Sesekali, ia mengunggah foto lama. Di captionnya ia tulis, “Dulu, ketika riak kehidupan masih tenang. Berkelana menjelajah dunia bersama si cinta. (Portovino, 2010).” Sepertinya, dunianya kini berguncang. Politik dan menjadi wali kota telah membuat lautnya yang tenang penuh riak. Ia dihadapkan pada segudang mimpi, seabreg isu, dan tekanan dari kanan dan kiri. Ia tengah meniti pelajaran dalam hidup: bab sabar, bab ikhlas, bab adil, dan sebagainya. Entah di bagian mana ia kini.

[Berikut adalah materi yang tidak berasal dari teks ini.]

//! Cumulative earnings ledger.
//!
//! The ledger is a table with one column per player and one row per settled
//! hand. Each cell is that player's net result for the hand, so the running
//! column-wise sum is the player's cumulative earnings.

extern crate alloc;

use alloc::string::String;
use alloc::vec::Vec;
use core::fmt;

use crate::error::LedgerError;

/// Net results for one settled hand, keyed by player name.
#[derive(Debug, Clone, PartialEq, Eq, Hash, Default)]
pub struct LedgerRow {
    entries: Vec<(String, i64)>,
}

impl LedgerRow {
    /// Creates an empty row.
    #[must_use]
    pub const fn new() -> Self {
        Self {
            entries: Vec::new(),
        }
    }

    /// Appends an entry for `name`.
    pub fn push(&mut self, name: impl Into<String>, delta: i64) {
        self.entries.push((name.into(), delta));
    }

    /// Returns the entry for `name`.
    #[must_use]
    pub fn get(&self, name: &str) -> Option<i64> {
        self.entries
            .iter()
            .find(|(entry, _)| entry == name)
            .map(|(_, delta)| *delta)
    }

    /// Iterates over `(name, delta)` pairs in insertion order.
    pub fn iter(&self) -> impl Iterator<Item = (&str, i64)> {
        self.entries
            .iter()
            .map(|(name, delta)| (name.as_str(), *delta))
    }

    /// Returns the number of entries.
    #[must_use]
    pub fn len(&self) -> usize {
        self.entries.len()
    }

    /// Returns whether the row has no entries.
    #[must_use]
    pub fn is_empty(&self) -> bool {
        self.entries.is_empty()
    }

    /// Returns the sum of all entries.
    #[must_use]
    pub fn total(&self) -> i64 {
        self.entries
            .iter()
            .fold(0_i64, |total, (_, delta)| total.saturating_add(*delta))
    }
}

impl FromIterator<(String, i64)> for LedgerRow {
    fn from_iter<T: IntoIterator<Item = (String, i64)>>(iter: T) -> Self {
        Self {
            entries: iter.into_iter().collect(),
        }
    }
}

/// Persistent storage for settled hands.
///
/// A store is append-only from the table's point of view: each settled hand
/// becomes exactly one row.
pub trait LedgerStore {
    /// Error reported by the store.
    type Error: fmt::Debug + fmt::Display;

    /// Returns the players that have a column in the ledger.
    ///
    /// # Errors
    ///
    /// Returns an error if the store cannot be read.
    fn players(&self) -> Result<Vec<String>, Self::Error>;

    /// Appends one settled hand.
    ///
    /// # Errors
    ///
    /// Returns an error if the row cannot be stored. Nothing is appended in
    /// that case and the caller may retry.
    fn append(&mut self, row: &LedgerRow) -> Result<(), Self::Error>;

    /// Returns every stored row, oldest first.
    ///
    /// # Errors
    ///
    /// Returns an error if the store cannot be read.
    fn rows(&self) -> Result<Vec<LedgerRow>, Self::Error>;
}

/// In-memory ledger.
///
/// ```
/// use pokernight::{Ledger, LedgerRow, LedgerStore};
///
/// let mut ledger = Ledger::with_players(["Ann", "Bob"]).unwrap();
///
/// let mut first = LedgerRow::new();
/// first.push("Ann", 15);
/// first.push("Bob", -15);
/// ledger.append(&first).unwrap();
///
/// let mut second = LedgerRow::new();
/// second.push("Ann", -5);
/// second.push("Bob", 5);
/// ledger.append(&second).unwrap();
///
/// assert_eq!(ledger.total_for("Ann"), Some(10));
/// assert_eq!(ledger.cumulative(), vec![vec![15, -15], vec![10, -10]]);
/// ```
#[derive(Debug, Clone, PartialEq, Eq, Default)]
pub struct Ledger {
    /// Column names.
    players: Vec<String>,
    /// One cell per player for every settled hand.
    rows: Vec<Vec<i64>>,
}

impl Ledger {
    /// Creates an empty ledger with no players.
    #[must_use]
    pub const fn new() -> Self {
        Self {
            players: Vec::new(),
            rows: Vec::new(),
        }
    }

    /// Creates an empty ledger with the given players.
    ///
    /// # Errors
    ///
    /// Returns an error if a name is blank or appears twice.
    pub fn with_players<I, S>(players: I) -> Result<Self, LedgerError>
    where
        I: IntoIterator<Item = S>,
        S: Into<String>,
    {
        let mut ledger = Self::new();
        for name in players {
            ledger.add_player(name)?;
        }
        Ok(ledger)
    }

    /// Loads a ledger from stored cells.
    ///
    /// Missing cells count as zero, and rows that are zero for every player
    /// are dropped.
    ///
    /// # Errors
    ///
    /// Returns an error if a player name is invalid or a row does not have
    /// one cell per player.
    pub fn from_rows<I, S>(players: I, rows: Vec<Vec<Option<i64>>>) -> Result<Self, LedgerError>
    where
        I: IntoIterator<Item = S>,
        S: Into<String>,
    {
        let mut ledger = Self::with_players(players)?;
        let width = ledger.players.len();

        for (index, row) in rows.into_iter().enumerate() {
            if row.len() != width {
                return Err(LedgerError::RowWidth {
                    row: index,
                    expected: width,
                    found: row.len(),
                });
            }
            ledger
                .rows
                .push(row.into_iter().map(Option::unwrap_or_default).collect());
        }

        let dropped = ledger.prune_empty_rows();
        tracing::debug!(rows = ledger.rows.len(), dropped, "ledger loaded");
        Ok(ledger)
    }

    /// Returns the player names in column order.
    #[must_use]
    pub fn players(&self) -> &[String] {
        &self.players
    }

    /// Returns the stored cells, one vector per settled hand.
    #[must_use]
    pub fn history(&self) -> &[Vec<i64>] {
        &self.rows
    }

    /// Returns the number of settled hands.
    #[must_use]
    pub fn len(&self) -> usize {
        self.rows.len()
    }

    /// Returns whether no hands have been recorded.
    #[must_use]
    pub fn is_empty(&self) -> bool {
        self.rows.is_empty()
    }

    fn column(&self, name: &str) -> Option<usize> {
        self.players.iter().position(|player| player == name)
    }

    /// Adds a player column. Existing rows get zero for the new player.
    ///
    /// # Errors
    ///
    /// Returns an error if the name is blank or already present.
    pub fn add_player(&mut self, name: impl Into<String>) -> Result<(), LedgerError> {
        let name = name.into();
        if name.trim().is_empty() {
            return Err(LedgerError::BlankName);
        }
        if self.column(&name).is_some() {
            return Err(LedgerError::DuplicatePlayer(name));
        }

        for row in &mut self.rows {
            row.push(0);
        }
        tracing::info!(player = %name, "player added to ledger");
        self.players.push(name);
        Ok(())
    }

    /// Removes a player column and its whole history.
    ///
    /// # Errors
    ///
    /// Returns an error if the player is not in the ledger.
    pub fn remove_player(&mut self, name: &str) -> Result<(), LedgerError> {
        let column = self
            .column(name)
            .ok_or_else(|| LedgerError::UnknownPlayer(name.into()))?;

        self.players.remove(column);
        for row in &mut self.rows {
            row.remove(column);
        }
        tracing::info!(player = name, "player removed from ledger");
        Ok(())
    }

    /// Drops rows that are zero for every player. Returns how many were dropped.
    pub fn prune_empty_rows(&mut self) -> usize {
        let before = self.rows.len();
        self.rows.retain(|row| row.iter().any(|cell| *cell != 0));
        before - self.rows.len()
    }

    /// Returns the running column-wise sum, one vector per settled hand.
    ///
    /// Sums saturate at the `i64` bounds.
    #[must_use]
    pub fn cumulative(&self) -> Vec<Vec<i64>> {
        let mut running = alloc::vec![0_i64; self.players.len()];
        self.rows
            .iter()
            .map(|row| {
                for (sum, cell) in running.iter_mut().zip(row) {
                    *sum = sum.saturating_add(*cell);
                }
                running.clone()
            })
            .collect()
    }

    /// Returns each player's cumulative earnings over every recorded hand.
    #[must_use]
    pub fn totals(&self) -> LedgerRow {
        let mut totals = alloc::vec![0_i64; self.players.len()];
        for row in &self.rows {
            for (sum, cell) in totals.iter_mut().zip(row) {
                *sum = sum.saturating_add(*cell);
            }
        }
        self.players.iter().cloned().zip(totals).collect()
    }

    /// Returns the cumulative earnings of `name`.
    #[must_use]
    pub fn total_for(&self, name: &str) -> Option<i64> {
        let column = self.column(name)?;
        Some(
            self.rows
                .iter()
                .fold(0_i64, |total, row| total.saturating_add(row[column])),
        )
    }
}

impl LedgerStore for Ledger {
    type Error = LedgerError;

    fn players(&self) -> Result<Vec<String>, Self::Error> {
        Ok(self.players.clone())
    }

    fn append(&mut self, row: &LedgerRow) -> Result<(), Self::Error> {
        let mut cells = alloc::vec![0_i64; self.players.len()];
        let mut seen: Vec<usize> = Vec::with_capacity(row.len());

        for (name, delta) in row.iter() {
            let column = self
                .column(name)
                .ok_or_else(|| LedgerError::UnknownPlayer(name.into()))?;
            if seen.contains(&column) {
                return Err(LedgerError::DuplicatePlayer(name.into()));
            }
            seen.push(column);
            cells[column] = delta;
        }

        self.rows.push(cells);
        tracing::info!(hand = self.rows.len(), "ledger row appended");
        Ok(())
    }

    fn rows(&self) -> Result<Vec<LedgerRow>, Self::Error> {
        Ok(self
            .rows
            .iter()
            .map(|row| self.players.iter().cloned().zip(row.iter().copied()).collect())
            .collect())
    }
}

Menurut saya, ia berhasil menyalurkan tekanan-tekanan dalam pekerjaannya itu pada sesuatu yang produktif. Ia masih bisa berbagi kebahagiaan. Para followersnya terkadang tertawa ngakak, terbahak-bahak. Silakan tengok akun Instagram beliau, saya jamin Anda akan ikut tertawa. Paling tidak, tersenyum. Ada foto seorang ibu hamil sedang bersamanya. Caption Pak Wali: Ini minta selfie ya, bukan pertanggungjawaban. Ada foto bersama Ibu Atalia istrinya, captionnya: Sebagai walikota saya pun mendengarkan curhatan perempuan ini tentang suaminya yang tidak pulang-pulang. Pak Wali jenius, ia tetap bisa tersenyum di tengah tantangan yang mungkin garang.

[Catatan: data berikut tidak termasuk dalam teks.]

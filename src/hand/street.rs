//! Street types.

use core::fmt;

/// A betting street.
///
/// Streets run in a fixed order and never go backwards within a hand.
/// [`Street::End`] is terminal.
#[derive(Debug, Clone, Copy, PartialEq, Eq, Hash, PartialOrd, Ord, Default)]
pub enum Street {
    /// Betting before any community cards.
    #[default]
    PreFlop,
    /// Betting after the flop.
    Flop,
    /// Betting after the turn card.
    Turn,
    /// Betting after the river card.
    River,
    /// No further betting; only settlement remains.
    End,
}

impl Street {
    /// All streets in play order.
    pub const ALL: [Self; 5] = [Self::PreFlop, Self::Flop, Self::Turn, Self::River, Self::End];

    /// Index of the terminal street.
    pub const TERMINAL_INDEX: usize = Self::ALL.len() - 1;

    /// Returns the position of this street in [`Street::ALL`].
    #[must_use]
    pub const fn index(self) -> usize {
        match self {
            Self::PreFlop => 0,
            Self::Flop => 1,
            Self::Turn => 2,
            Self::River => 3,
            Self::End => 4,
        }
    }

    /// Returns the street at `index`, if any.
    #[must_use]
    pub const fn from_index(index: usize) -> Option<Self> {
        if index < Self::ALL.len() {
            Some(Self::ALL[index])
        } else {
            None
        }
    }

    /// Returns the following street. [`Street::End`] stays at `End`.
    #[must_use]
    pub const fn next(self) -> Self {
        match self {
            Self::PreFlop => Self::Flop,
            Self::Flop => Self::Turn,
            Self::Turn => Self::River,
            Self::River | Self::End => Self::End,
        }
    }

    /// Returns whether this is the terminal street.
    #[must_use]
    pub const fn is_terminal(self) -> bool {
        matches!(self, Self::End)
    }
}

impl fmt::Display for Street {
    fn fmt(&self, f: &mut fmt::Formatter<'_>) -> fmt::Result {
        f.write_str(match self {
            Self::PreFlop => "Pre-flop",
            Self::Flop => "Flop",
            Self::Turn => "Turn",
            Self::River => "River",
            Self::End => "End",
        })
    }
}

Kompleksitas masalah telah membuat kita tak mampu lagi tersenyum. Alih-alih membahagiakan orang lain, kita sendiri tidak bahagia. Bawaannya selalu ingin berantem, ribut, adu mulut. Status masuk harus segera ditimpali. Komen yang terbaca tak mau pergi dari hati. Dan sedikit demi sedikit kita kehilangan nikmat Tuhan yang luas itu. Dunia kita terpaku pada layar lima inci yang kita bawa ke mana-mana. Apalagi, kata-kata pedas muncul di situ. Tudingan tak berdasar bertebaran di mana-mana.
Di kajian bakda Zhuhur saya cerita pada anak-anak Sekolah, hadis Nabi Saw dalam Shahih Bukhari: “Sesungguhnya Allah Ta’ala tidak menyukai tiga hal…” Kata tidak menyukai adalah terjemahan dari makruh. Saya mengumpamakan bila dalam tata tertib ada pelanggaran ringan dan berat, nah yang berat itu haram, sedangkan yang ringan itu makruh. Melanggar juga, tapi kadarnya ringan. “Sesungguhnya Allah Ta’ala tidak menyukai tiga hal: qiila wa qaal, idhaa’atul maal, wa katsratu su’aal.” (Bukhari 1407). Apa itu qiila wa qaal? Terjemahan saya adalah: katanya dan katanya. Ketika kita mendasarkan informasi dari ‘kata orang begitu…’. Sayyidina Ali bin Abi Thalib kw menggambarkannya dengan sangat baik, “Perbedaan kebenaran dan kebatilan itu empat jari, “ kemudian ia meletakkan keempat jarinya di antara mata dan telinga, “kebatilan kalau kau berkata ‘aku mendengar’ dan kebeneran kalau kau berkata ‘aku melihat’.”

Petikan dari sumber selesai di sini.